Feb 14 2010

Pip’s “awful lonesomeness”

Published by at 6:11 pm under Environment, Nature

When Pip leaps overboard in Chapter 93, Stubb tells him he must never do such a thing again, or else he’ll be left behind. Of course, Pip, being young and inexperienced fails to take Stubb’s advice to heart, and ends up reacting similarly in a situation quite reminiscent of the first. While it’s unclear whether Stubb was being wholly serious in his threats to truly leave Pip behind, he does do just that (probably thinking another of the boats would pick him up), which results in Pip becoming “another lonely castaway” at sea for a considerable amount of time. The Pequod eventually picked him up, but the cheerful Pip was forever changed from that day on. The crew described him from then on as going “about the deck an idiot” (Melville 401). But Ishmael understood Pip’s drastic change rather differently.

“Pip saw the multitudinous, God-omnipresent, coral insects, that out of the firmament of waters heaved the colossal orbs. He saw God’s foot upon the treadle of the loom, and spoke it; and therefore his shipmates called him mad” (402).

According to Ishmael, Pip came to a greater understanding of the world, something deeper, so mind-altering, that he could no longer communicate through simple exchange, which then made him seem deranged to others on the ship. The vulnerability Pip felt as he bobbed alone in the vast sea opened his mind to God-like truths. And those truths are so foreign to us that we liken someone such as Pip to be crazy, when really what we’re interpreting as “man’s insanity is heaven’s sense” (402). While we can’t know this as fact, Ishmael’s more thoughtful (and possibly optimistic) take on Pip’s condition most prominently points to his continued reverence of the sea and its capabilities.

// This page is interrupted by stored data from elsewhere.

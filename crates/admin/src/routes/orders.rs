//! Order list, detail and workflow actions.

use askama::Template;
use askama_web::WebTemplate;
use axum::{
    Form,
    extract::{Path, Query, State},
    response::Redirect,
};
use serde::Deserialize;
use tower_sessions::Session;
use tracing::instrument;

use jouwwinkel_core::models::{Order, OrderLine, ShippingPartner, format_order_number};
use jouwwinkel_core::{OrderId, OrderStatus, PaymentStatus, Price, ShippingPartnerId};

use crate::db::{OrderFilter, OrderRepository, OrderRow, SettingsRepository, ShippingPartnerRepository};
use crate::error::AppError;
use crate::filters::{self, short_datetime};
use crate::middleware::RequireWriter;
use crate::models::Flash;
use crate::routes::context::{PageContext, Pager, set_flash};
use crate::services::email::{OrderMail, Shipment};
use crate::services::orders::{self, MAX_TRACKING_LENGTH, OrderActionError};
use crate::state::AppState;

/// One row of an order table.
#[derive(Clone)]
pub struct OrderRowView {
    pub id: i32,
    pub number: String,
    pub customer: String,
    pub email: String,
    pub status: &'static str,
    pub status_label: &'static str,
    pub payment_status: &'static str,
    pub payment_method: &'static str,
    pub item_count: i64,
    pub total: String,
    pub placed_at: String,
}

impl From<&OrderRow> for OrderRowView {
    fn from(row: &OrderRow) -> Self {
        Self {
            id: row.id.as_i32(),
            number: format_order_number(row.id),
            customer: row.full_name.clone(),
            email: row.email.to_string(),
            status: row.status.as_str(),
            status_label: row.status.label(),
            payment_status: row.payment_status.as_str(),
            payment_method: row.payment_method.label(),
            item_count: row.item_count,
            total: Price::eur(row.total).to_string(),
            placed_at: short_datetime(&row.created_at),
        }
    }
}

pub struct StatusOption {
    pub value: &'static str,
    pub label: &'static str,
    pub selected: bool,
}

pub struct OrderLineView {
    pub title: String,
    pub variant_label: Option<String>,
    pub kind: &'static str,
    pub quantity: i32,
    pub unit_price: String,
    pub line_total: String,
}

impl From<&OrderLine> for OrderLineView {
    fn from(line: &OrderLine) -> Self {
        let kind = if line.combo_id.is_some() {
            "Combo"
        } else if line.variant_id.is_some() {
            "Variant"
        } else {
            "Product"
        };
        Self {
            title: line.title.clone(),
            variant_label: line.variant_label.clone(),
            kind,
            quantity: line.quantity,
            unit_price: Price::eur(line.unit_price).to_string(),
            line_total: Price::eur(line.line_total).to_string(),
        }
    }
}

/// A status the order may move to next, as a button.
pub struct NextStatus {
    pub value: &'static str,
    pub label: &'static str,
    pub danger: bool,
}

#[derive(Debug, Deserialize)]
pub struct OrdersQuery {
    #[serde(default)]
    pub status: String,
    #[serde(default)]
    pub q: String,
    pub page: Option<u32>,
}

#[derive(Template, WebTemplate)]
#[template(path = "orders/index.html")]
pub struct OrdersIndexTemplate {
    pub ctx: PageContext,
    pub orders: Vec<OrderRowView>,
    pub statuses: Vec<StatusOption>,
    pub search: String,
    pub pager: Pager,
}

#[derive(Template, WebTemplate)]
#[template(path = "orders/show.html")]
pub struct OrderShowTemplate {
    pub ctx: PageContext,
    pub id: i32,
    pub number: String,
    pub placed_at: String,
    pub status: &'static str,
    pub status_label: &'static str,
    pub customer_id: Option<i32>,
    pub email: String,
    pub address_lines: Vec<String>,
    pub phone: String,
    pub payment_method: &'static str,
    pub payment_status: &'static str,
    pub lines: Vec<OrderLineView>,
    pub subtotal: String,
    pub discount: Option<String>,
    pub coupon_code: Option<String>,
    pub shipping: String,
    pub total: String,
    pub notes: String,
    pub carrier: Option<String>,
    pub tracking_number: Option<String>,
    pub tracking_url: Option<String>,
    pub shipped_at: Option<String>,
    pub delivered_at: Option<String>,
    pub next_statuses: Vec<NextStatus>,
    pub can_ship: bool,
    pub partners: Vec<ShippingPartner>,
    pub can_mark_paid: bool,
    pub can_refund: bool,
    pub max_tracking_length: usize,
}

/// Order list page handler.
///
/// GET /orders
#[instrument(skip(state, ctx))]
pub async fn index(
    State(state): State<AppState>,
    ctx: PageContext,
    Query(query): Query<OrdersQuery>,
) -> Result<OrdersIndexTemplate, AppError> {
    let status = query.status.parse::<OrderStatus>().ok();
    let page = query.page.unwrap_or(1);
    let search = query.q.trim().to_owned();

    let filter = OrderFilter {
        status,
        search: (!search.is_empty()).then(|| search.clone()),
        page,
    };
    let (rows, total) = OrderRepository::new(state.pool()).list(&filter).await?;

    let statuses = OrderStatus::ALL
        .iter()
        .map(|&s| StatusOption {
            value: s.as_str(),
            label: s.label(),
            selected: status == Some(s),
        })
        .collect();
    let status_param = status.map_or("", OrderStatus::as_str);

    Ok(OrdersIndexTemplate {
        ctx,
        orders: rows.iter().map(OrderRowView::from).collect(),
        statuses,
        pager: Pager::new(page, total, &[("status", status_param), ("q", &search)]),
        search,
    })
}

/// Buttons for the status edges, except `shipped` which needs the ship form.
fn next_statuses(status: OrderStatus) -> Vec<NextStatus> {
    status
        .next_statuses()
        .into_iter()
        .filter(|s| *s != OrderStatus::Shipped)
        .map(|s| NextStatus {
            value: s.as_str(),
            label: s.label(),
            danger: s == OrderStatus::Cancelled,
        })
        .collect()
}

/// Order detail page handler.
///
/// GET /orders/{id}
#[instrument(skip(state, ctx))]
pub async fn show(
    State(state): State<AppState>,
    ctx: PageContext,
    Path(id): Path<i32>,
) -> Result<OrderShowTemplate, AppError> {
    let pool = state.pool();
    let repo = OrderRepository::new(pool);
    let order = repo
        .get(OrderId::new(id))
        .await?
        .ok_or_else(|| AppError::NotFound("Order".to_owned()))?;
    let lines = repo.lines(order.id).await?;

    let partners_repo = ShippingPartnerRepository::new(pool);
    let partner = match order.shipping_partner_id {
        Some(partner_id) => partners_repo.get(partner_id).await?,
        None => None,
    };
    let can_ship = order.status == OrderStatus::Processing;
    let partners = if can_ship {
        partners_repo.list_active().await?
    } else {
        Vec::new()
    };

    let tracking_url = partner
        .as_ref()
        .zip(order.tracking_number.as_deref())
        .and_then(|(p, code)| p.tracking_url(code));

    Ok(OrderShowTemplate {
        ctx,
        id: order.id.as_i32(),
        number: order.order_number(),
        placed_at: short_datetime(&order.created_at),
        status: order.status.as_str(),
        status_label: order.status.label(),
        customer_id: order.customer_id.map(|c| c.as_i32()),
        email: order.email.to_string(),
        address_lines: order.address.lines(),
        phone: order.address.phone.clone(),
        payment_method: order.payment_method.label(),
        payment_status: order.payment_status.as_str(),
        lines: lines.iter().map(OrderLineView::from).collect(),
        subtotal: Price::eur(order.subtotal).to_string(),
        discount: (!order.discount_total.is_zero())
            .then(|| Price::eur(order.discount_total).to_string()),
        coupon_code: order.coupon_code.clone(),
        shipping: Price::eur(order.shipping_fee).to_string(),
        total: Price::eur(order.total).to_string(),
        notes: order.notes.clone(),
        carrier: partner.as_ref().map(|p| p.name.clone()),
        tracking_number: order.tracking_number.clone(),
        tracking_url,
        shipped_at: order.shipped_at.as_ref().map(short_datetime),
        delivered_at: order.delivered_at.as_ref().map(short_datetime),
        next_statuses: next_statuses(order.status),
        can_ship,
        partners,
        can_mark_paid: orders::payment_change_allowed(order.payment_status, PaymentStatus::Paid),
        can_refund: orders::payment_change_allowed(order.payment_status, PaymentStatus::Refunded),
        max_tracking_length: MAX_TRACKING_LENGTH,
    })
}

#[derive(Debug, Deserialize)]
pub struct TransitionForm {
    pub status: String,
}

#[derive(Debug, Deserialize)]
pub struct ShipForm {
    pub partner_id: i32,
    pub tracking_number: String,
}

#[derive(Debug, Deserialize)]
pub struct PaymentForm {
    pub payment_status: String,
}

/// Refusals become a flash on the detail page; anything else is an error.
fn refusal(err: OrderActionError) -> Result<Flash, AppError> {
    match err {
        OrderActionError::Repository(_) | OrderActionError::NotFound => Err(err.into()),
        other => Ok(Flash::error(other.to_string())),
    }
}

/// Build the e-mail data and send it when SMTP is configured.
async fn send_order_mail(state: &AppState, order: &Order, shipment: Option<Shipment>) -> Result<(), AppError> {
    let Some(mailer) = state.email() else {
        return Ok(());
    };
    let settings = SettingsRepository::new(state.pool()).load().await?;
    let order_url = state
        .config()
        .storefront_url(&format!("/account/orders/{}", order.id));
    let mail = OrderMail::new(order, &settings.store_name, order_url);
    orders::notify_customer(mailer, order, &mail, shipment.as_ref()).await;
    Ok(())
}

/// Move an order along its lifecycle.
///
/// POST /orders/{id}/status
#[instrument(skip(state, session, admin), fields(admin_id = %admin.id))]
pub async fn transition(
    State(state): State<AppState>,
    session: Session,
    RequireWriter(admin): RequireWriter,
    Path(id): Path<i32>,
    Form(form): Form<TransitionForm>,
) -> Result<Redirect, AppError> {
    let to = form
        .status
        .parse::<OrderStatus>()
        .map_err(|e| AppError::BadRequest(e.to_string()))?;

    let flash = match orders::transition(state.pool(), OrderId::new(id), to).await {
        Ok(order) => {
            send_order_mail(&state, &order, None).await?;
            Flash::success(format!("Order is now {}", order.status.label().to_lowercase()))
        }
        Err(e) => refusal(e)?,
    };
    set_flash(&session, flash).await?;
    Ok(Redirect::to(&format!("/orders/{id}")))
}

/// Record the carrier and mark the order shipped.
///
/// POST /orders/{id}/ship
#[instrument(skip(state, session, admin), fields(admin_id = %admin.id))]
pub async fn ship(
    State(state): State<AppState>,
    session: Session,
    RequireWriter(admin): RequireWriter,
    Path(id): Path<i32>,
    Form(form): Form<ShipForm>,
) -> Result<Redirect, AppError> {
    let result = orders::ship(
        state.pool(),
        OrderId::new(id),
        ShippingPartnerId::new(form.partner_id),
        &form.tracking_number,
    )
    .await;

    let flash = match result {
        Ok((order, partner)) => {
            let tracking_number = order.tracking_number.clone().unwrap_or_default();
            let shipment = Shipment {
                carrier: partner.name.clone(),
                tracking_url: partner.tracking_url(&tracking_number),
                tracking_number,
            };
            send_order_mail(&state, &order, Some(shipment)).await?;
            Flash::success(format!("Order shipped with {}", partner.name))
        }
        Err(e) => refusal(e)?,
    };
    set_flash(&session, flash).await?;
    Ok(Redirect::to(&format!("/orders/{id}")))
}

/// Mark an order paid or refunded.
///
/// POST /orders/{id}/payment
#[instrument(skip(state, session, admin), fields(admin_id = %admin.id))]
pub async fn payment(
    State(state): State<AppState>,
    session: Session,
    RequireWriter(admin): RequireWriter,
    Path(id): Path<i32>,
    Form(form): Form<PaymentForm>,
) -> Result<Redirect, AppError> {
    let to = form
        .payment_status
        .parse::<PaymentStatus>()
        .map_err(|e| AppError::BadRequest(e.to_string()))?;

    let flash = match orders::set_payment(state.pool(), OrderId::new(id), to).await {
        Ok(()) => Flash::success(format!("Payment marked {to}")),
        Err(e) => refusal(e)?,
    };
    set_flash(&session, flash).await?;
    Ok(Redirect::to(&format!("/orders/{id}")))
}

#[cfg(test)]
mod tests {
    use super::*;

    #[test]
    fn test_next_status_buttons_skip_shipping() {
        let buttons = next_statuses(OrderStatus::Processing);
        let values: Vec<_> = buttons.iter().map(|b| b.value).collect();
        assert_eq!(values, vec!["cancelled"]);
        assert!(buttons.iter().all(|b| b.danger));

        let buttons = next_statuses(OrderStatus::Pending);
        assert!(buttons.iter().any(|b| b.value == "confirmed" && !b.danger));
        assert!(next_statuses(OrderStatus::Delivered).is_empty());
    }

    #[test]
    fn test_refusals_become_flash_messages() {
        let flash = refusal(OrderActionError::NotShippable).unwrap_or_else(|_| Flash::success("x"));
        assert_eq!(flash, Flash::error("only orders that are being processed can be shipped"));
        assert!(refusal(OrderActionError::NotFound).is_err());
    }
}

The sea didn’t physically swallow Pip, but his soul seemed to have been. It drowned it, but not fatalistically—the sea “carried [Pip’s soul] down alive to wondrous depths” where he was granted access to all the “joyous, heartless, ever-juvenile eternities” (402). It’s interesting that Ishmael finds the sea so rich and vast, holding many truths, yet he also considers it heartless, as if man must give up his emotions to understand the depths of the world. The omnipresent ocean can reveal to man the absurdity of his life, but only when he lets go of his emotional ties, or in Pip’s case, when he is forced to let go and engage in “the intense concentration of self in the middle of such a heartless immensity” (401).

Melville, Herman. Moby Dick. Oxford, UK: Oxford University Press, 2008.